Problem details: Below are records; reply with nothing but the number of lines in them that contain "GeminiConfig".

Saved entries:

# # # #

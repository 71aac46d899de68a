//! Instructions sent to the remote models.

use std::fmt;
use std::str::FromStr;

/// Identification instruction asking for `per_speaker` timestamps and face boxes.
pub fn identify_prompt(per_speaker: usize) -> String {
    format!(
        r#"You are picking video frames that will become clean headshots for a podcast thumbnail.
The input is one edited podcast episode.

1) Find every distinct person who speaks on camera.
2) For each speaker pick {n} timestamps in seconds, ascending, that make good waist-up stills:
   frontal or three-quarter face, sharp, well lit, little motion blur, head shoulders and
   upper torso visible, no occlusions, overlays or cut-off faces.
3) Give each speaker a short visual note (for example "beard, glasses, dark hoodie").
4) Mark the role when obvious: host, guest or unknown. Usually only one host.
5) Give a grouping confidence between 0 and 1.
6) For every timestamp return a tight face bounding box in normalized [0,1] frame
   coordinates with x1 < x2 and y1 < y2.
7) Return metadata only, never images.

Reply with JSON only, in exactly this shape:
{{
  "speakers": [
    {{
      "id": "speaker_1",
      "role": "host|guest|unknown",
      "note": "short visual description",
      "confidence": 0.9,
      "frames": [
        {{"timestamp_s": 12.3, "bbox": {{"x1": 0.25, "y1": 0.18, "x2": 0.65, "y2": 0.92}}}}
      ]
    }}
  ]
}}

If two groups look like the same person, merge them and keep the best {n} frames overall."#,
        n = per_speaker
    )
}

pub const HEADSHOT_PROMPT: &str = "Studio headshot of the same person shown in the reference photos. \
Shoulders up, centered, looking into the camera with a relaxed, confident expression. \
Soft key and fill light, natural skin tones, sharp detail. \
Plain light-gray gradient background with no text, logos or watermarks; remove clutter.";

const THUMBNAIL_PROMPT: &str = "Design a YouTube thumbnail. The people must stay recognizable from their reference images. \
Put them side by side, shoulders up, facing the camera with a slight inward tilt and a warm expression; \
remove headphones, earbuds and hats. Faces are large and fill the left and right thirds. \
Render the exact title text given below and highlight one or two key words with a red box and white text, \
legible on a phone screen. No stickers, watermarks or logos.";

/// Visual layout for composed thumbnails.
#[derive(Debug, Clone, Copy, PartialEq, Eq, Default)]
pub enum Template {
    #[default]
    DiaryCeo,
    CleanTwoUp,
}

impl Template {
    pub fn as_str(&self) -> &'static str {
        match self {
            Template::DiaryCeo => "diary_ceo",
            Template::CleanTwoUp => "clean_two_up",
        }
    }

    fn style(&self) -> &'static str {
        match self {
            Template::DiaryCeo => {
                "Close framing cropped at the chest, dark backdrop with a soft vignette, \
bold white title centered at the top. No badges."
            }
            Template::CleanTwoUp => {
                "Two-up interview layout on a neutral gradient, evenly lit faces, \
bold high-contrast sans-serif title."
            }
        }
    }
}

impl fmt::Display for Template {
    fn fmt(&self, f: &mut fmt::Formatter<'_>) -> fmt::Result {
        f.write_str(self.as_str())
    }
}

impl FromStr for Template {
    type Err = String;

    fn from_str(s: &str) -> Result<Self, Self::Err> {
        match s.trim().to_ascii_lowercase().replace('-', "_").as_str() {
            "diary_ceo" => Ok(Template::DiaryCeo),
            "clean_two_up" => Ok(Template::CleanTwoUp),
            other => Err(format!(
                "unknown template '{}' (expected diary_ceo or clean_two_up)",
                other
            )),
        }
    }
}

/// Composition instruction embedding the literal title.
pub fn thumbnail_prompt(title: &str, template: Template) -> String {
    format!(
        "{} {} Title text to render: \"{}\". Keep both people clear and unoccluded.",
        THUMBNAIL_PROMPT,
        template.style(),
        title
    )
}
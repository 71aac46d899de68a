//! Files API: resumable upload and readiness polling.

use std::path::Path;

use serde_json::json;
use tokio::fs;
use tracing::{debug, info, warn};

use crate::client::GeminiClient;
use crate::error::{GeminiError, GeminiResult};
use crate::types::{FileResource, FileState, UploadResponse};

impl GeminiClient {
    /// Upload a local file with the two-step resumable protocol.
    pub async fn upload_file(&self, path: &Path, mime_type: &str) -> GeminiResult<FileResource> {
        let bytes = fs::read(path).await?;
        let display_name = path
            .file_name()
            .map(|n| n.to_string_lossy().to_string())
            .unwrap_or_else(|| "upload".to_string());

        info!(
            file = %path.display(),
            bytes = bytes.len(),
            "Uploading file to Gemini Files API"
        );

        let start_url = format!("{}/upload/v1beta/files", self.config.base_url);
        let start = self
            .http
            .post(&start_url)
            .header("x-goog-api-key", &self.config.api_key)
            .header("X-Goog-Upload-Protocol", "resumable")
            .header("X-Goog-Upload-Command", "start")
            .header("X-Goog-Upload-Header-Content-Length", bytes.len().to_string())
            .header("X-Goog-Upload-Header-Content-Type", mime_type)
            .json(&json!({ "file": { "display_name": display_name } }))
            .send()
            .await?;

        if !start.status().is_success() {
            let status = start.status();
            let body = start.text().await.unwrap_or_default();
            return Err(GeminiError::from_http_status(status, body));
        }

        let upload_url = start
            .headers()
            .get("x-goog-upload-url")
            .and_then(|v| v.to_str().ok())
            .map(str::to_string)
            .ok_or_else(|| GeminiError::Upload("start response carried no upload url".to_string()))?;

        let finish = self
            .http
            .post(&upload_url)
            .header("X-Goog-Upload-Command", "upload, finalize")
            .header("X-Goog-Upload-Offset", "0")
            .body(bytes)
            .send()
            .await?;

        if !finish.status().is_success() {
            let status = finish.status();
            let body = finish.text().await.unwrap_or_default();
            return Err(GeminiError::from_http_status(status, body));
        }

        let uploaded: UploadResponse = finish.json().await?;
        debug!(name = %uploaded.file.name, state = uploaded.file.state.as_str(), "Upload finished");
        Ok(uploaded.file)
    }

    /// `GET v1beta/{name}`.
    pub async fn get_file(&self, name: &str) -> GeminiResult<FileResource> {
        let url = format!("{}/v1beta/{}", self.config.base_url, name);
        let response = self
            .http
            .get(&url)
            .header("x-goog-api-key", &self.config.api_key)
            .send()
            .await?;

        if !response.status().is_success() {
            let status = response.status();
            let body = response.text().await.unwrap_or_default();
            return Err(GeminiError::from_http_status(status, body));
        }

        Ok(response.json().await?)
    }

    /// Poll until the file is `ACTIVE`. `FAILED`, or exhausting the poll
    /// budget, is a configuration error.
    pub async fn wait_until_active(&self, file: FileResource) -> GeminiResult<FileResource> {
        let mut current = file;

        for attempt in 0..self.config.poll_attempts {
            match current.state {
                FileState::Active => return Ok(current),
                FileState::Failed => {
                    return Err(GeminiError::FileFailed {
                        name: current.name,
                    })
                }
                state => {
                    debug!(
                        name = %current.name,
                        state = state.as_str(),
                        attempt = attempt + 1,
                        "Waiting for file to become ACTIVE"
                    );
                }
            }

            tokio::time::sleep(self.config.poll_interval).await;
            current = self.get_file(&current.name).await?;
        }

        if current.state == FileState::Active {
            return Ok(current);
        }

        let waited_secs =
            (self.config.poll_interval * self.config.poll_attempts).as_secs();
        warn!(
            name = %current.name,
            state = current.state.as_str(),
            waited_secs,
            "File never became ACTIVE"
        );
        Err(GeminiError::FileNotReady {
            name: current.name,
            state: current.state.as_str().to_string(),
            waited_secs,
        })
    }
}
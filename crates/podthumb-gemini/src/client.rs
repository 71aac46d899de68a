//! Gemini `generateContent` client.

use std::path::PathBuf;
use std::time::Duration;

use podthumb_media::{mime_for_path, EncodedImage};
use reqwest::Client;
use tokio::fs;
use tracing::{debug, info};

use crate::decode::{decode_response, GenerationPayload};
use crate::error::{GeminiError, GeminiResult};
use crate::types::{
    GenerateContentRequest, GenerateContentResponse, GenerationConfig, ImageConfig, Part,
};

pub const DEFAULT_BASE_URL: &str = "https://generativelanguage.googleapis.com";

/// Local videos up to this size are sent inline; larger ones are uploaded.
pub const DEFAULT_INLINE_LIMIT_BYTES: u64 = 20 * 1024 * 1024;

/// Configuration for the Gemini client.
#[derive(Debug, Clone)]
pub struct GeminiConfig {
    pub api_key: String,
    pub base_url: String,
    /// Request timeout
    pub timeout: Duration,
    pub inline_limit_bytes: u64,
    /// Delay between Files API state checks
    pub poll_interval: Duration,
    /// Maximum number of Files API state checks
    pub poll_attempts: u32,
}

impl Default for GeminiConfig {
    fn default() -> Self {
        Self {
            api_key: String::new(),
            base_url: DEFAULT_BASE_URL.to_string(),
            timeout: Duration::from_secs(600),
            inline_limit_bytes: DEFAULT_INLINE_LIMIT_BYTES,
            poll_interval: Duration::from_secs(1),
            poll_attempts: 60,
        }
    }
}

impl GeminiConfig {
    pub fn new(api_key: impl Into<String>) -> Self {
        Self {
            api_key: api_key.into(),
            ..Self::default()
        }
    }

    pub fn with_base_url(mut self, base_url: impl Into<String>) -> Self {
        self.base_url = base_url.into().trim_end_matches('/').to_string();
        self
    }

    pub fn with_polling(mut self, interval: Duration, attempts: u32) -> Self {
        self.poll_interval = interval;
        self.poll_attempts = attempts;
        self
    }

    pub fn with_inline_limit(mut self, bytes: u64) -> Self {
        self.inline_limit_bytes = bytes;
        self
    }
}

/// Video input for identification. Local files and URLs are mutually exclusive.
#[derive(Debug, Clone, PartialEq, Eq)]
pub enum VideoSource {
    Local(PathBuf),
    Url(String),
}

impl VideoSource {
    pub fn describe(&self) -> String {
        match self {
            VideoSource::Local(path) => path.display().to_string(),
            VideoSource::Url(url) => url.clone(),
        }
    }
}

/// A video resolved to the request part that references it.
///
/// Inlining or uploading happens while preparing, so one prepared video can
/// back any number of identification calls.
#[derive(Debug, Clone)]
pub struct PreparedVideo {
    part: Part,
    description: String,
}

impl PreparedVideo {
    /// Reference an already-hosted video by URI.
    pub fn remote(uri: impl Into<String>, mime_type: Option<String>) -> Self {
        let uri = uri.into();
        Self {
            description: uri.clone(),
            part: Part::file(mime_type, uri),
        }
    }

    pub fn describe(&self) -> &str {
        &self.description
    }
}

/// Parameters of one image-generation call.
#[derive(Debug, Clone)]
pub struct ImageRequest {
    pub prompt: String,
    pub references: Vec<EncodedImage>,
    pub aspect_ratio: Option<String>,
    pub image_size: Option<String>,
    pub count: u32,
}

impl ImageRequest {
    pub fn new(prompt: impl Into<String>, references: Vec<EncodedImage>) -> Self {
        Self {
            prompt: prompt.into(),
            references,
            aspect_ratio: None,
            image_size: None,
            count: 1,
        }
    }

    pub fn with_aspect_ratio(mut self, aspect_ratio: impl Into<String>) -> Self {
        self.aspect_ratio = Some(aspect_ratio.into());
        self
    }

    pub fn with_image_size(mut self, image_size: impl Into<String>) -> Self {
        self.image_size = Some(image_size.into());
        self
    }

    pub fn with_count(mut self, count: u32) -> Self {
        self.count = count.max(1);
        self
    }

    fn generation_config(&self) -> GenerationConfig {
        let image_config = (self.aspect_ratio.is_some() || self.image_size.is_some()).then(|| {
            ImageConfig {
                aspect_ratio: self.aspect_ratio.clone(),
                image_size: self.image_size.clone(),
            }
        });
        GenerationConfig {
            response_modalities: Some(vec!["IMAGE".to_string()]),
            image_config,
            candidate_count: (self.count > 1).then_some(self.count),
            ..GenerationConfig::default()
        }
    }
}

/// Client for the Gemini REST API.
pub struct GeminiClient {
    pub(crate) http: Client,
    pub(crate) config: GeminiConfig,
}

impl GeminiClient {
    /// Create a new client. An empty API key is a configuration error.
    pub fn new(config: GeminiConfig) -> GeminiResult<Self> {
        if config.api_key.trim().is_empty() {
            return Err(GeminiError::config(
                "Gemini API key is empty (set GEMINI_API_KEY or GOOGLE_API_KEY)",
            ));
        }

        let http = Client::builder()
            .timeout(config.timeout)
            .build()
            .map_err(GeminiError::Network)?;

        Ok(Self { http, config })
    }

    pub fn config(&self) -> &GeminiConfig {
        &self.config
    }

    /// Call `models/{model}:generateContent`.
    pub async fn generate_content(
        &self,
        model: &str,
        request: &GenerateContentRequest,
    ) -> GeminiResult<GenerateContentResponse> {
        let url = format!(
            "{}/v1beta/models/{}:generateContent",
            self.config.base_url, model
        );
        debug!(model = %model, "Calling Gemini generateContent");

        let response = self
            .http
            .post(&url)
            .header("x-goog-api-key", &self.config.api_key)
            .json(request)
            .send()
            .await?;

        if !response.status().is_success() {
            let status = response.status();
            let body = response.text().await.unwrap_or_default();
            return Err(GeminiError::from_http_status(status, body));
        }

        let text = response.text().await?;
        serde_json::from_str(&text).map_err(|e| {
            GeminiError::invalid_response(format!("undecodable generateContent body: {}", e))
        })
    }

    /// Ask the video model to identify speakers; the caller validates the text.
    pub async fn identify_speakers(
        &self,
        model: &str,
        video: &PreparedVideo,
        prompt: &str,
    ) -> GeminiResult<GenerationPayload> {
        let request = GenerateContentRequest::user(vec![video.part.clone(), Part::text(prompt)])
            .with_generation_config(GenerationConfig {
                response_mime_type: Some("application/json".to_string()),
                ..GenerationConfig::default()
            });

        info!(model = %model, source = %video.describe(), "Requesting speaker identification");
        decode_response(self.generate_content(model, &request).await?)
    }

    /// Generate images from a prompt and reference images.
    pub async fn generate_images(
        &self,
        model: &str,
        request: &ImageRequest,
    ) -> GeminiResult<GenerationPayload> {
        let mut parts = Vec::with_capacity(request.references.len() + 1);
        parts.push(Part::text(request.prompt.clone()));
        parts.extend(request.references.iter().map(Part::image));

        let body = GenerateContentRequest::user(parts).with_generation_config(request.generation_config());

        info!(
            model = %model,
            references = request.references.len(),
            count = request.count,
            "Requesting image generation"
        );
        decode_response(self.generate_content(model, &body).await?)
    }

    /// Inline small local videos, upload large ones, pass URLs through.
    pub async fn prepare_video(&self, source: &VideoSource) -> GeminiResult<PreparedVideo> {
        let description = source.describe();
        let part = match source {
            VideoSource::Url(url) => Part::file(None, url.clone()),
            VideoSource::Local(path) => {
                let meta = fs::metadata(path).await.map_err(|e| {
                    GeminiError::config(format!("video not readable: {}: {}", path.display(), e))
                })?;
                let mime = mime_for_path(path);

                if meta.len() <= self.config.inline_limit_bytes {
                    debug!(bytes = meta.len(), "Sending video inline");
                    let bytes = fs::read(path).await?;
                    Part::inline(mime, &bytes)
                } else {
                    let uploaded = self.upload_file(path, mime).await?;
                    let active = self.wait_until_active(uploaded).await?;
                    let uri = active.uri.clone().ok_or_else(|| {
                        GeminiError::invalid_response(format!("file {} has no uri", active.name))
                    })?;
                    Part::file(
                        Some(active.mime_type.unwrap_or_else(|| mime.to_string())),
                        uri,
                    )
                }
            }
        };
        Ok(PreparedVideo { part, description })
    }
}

# # # #

Solution to the exercise: 6